## TASK GOAL
Search the records for lines with the word "sqrt" and copy each match.

Stored data:

══════

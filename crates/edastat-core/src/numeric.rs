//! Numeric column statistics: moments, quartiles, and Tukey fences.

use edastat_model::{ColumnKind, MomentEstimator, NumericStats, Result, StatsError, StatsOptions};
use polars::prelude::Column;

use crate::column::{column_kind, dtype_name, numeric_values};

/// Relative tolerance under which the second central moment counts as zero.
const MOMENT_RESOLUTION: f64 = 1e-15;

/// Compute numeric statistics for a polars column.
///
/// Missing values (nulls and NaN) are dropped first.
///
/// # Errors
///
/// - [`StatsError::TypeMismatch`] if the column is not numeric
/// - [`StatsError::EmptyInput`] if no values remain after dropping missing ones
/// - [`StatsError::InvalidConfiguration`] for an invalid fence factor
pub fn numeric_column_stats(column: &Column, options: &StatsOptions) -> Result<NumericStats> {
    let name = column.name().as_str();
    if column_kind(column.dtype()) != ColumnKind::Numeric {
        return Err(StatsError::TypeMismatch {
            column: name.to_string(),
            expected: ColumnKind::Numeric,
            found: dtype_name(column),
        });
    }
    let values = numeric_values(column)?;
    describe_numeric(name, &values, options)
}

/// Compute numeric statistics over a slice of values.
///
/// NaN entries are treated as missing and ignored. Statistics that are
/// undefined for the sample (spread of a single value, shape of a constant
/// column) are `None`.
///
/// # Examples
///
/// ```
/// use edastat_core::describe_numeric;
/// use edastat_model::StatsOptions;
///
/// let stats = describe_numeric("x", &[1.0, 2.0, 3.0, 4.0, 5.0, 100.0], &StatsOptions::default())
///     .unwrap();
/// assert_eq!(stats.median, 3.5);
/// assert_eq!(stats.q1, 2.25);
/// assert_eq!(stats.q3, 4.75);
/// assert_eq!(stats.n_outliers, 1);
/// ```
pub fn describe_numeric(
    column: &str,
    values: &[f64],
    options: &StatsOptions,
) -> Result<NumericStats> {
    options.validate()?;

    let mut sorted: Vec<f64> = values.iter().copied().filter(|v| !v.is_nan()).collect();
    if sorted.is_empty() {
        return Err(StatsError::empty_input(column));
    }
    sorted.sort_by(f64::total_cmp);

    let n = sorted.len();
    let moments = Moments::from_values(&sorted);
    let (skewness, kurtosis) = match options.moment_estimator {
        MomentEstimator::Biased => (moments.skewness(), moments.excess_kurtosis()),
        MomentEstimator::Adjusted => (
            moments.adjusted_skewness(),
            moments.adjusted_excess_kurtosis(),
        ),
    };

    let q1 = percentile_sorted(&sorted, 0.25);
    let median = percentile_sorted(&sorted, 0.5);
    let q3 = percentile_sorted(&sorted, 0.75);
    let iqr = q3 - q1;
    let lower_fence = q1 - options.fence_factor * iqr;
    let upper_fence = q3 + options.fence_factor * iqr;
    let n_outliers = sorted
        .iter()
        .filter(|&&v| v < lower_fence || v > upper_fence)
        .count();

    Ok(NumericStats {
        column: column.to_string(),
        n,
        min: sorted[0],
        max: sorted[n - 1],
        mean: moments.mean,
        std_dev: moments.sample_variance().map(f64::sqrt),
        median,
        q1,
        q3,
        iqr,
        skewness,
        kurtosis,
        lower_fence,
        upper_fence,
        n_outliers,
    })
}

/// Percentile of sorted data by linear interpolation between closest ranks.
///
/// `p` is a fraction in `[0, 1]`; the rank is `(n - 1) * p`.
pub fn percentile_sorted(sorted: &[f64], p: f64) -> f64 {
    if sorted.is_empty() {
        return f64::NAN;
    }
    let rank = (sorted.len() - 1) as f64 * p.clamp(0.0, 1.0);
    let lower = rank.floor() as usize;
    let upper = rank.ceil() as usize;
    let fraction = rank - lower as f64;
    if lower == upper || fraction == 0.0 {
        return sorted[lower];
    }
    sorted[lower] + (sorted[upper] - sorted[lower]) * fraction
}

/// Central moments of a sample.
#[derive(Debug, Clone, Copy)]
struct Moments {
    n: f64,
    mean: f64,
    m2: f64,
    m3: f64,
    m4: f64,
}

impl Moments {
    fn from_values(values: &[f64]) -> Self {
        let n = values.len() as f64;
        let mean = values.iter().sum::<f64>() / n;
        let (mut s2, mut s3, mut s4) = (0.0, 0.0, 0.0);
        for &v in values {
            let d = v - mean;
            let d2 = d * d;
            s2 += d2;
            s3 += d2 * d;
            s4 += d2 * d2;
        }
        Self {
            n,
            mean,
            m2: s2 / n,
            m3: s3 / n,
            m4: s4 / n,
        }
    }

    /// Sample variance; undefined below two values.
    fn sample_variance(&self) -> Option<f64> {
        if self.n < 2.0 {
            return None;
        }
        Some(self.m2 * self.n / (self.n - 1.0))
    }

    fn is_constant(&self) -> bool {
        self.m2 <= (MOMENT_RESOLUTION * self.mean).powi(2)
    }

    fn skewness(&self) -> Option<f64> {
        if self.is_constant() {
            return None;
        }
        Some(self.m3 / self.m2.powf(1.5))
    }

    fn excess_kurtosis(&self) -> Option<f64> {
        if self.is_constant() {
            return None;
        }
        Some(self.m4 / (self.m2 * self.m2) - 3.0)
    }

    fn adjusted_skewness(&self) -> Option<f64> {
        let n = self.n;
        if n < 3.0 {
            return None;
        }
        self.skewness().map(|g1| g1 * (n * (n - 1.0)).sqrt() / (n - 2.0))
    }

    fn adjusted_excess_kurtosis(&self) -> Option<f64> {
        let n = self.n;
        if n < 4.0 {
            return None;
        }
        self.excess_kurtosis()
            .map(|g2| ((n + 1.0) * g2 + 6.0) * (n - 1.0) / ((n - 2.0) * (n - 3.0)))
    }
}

══════

## SOLUTION TO THE EXERCISE
        std_dev: moments.sample_variance().map(f64::sqrt),
        self.skewness().map(|g1| g1 * (n * (n - 1.0)).sqrt() / (n - 2.0))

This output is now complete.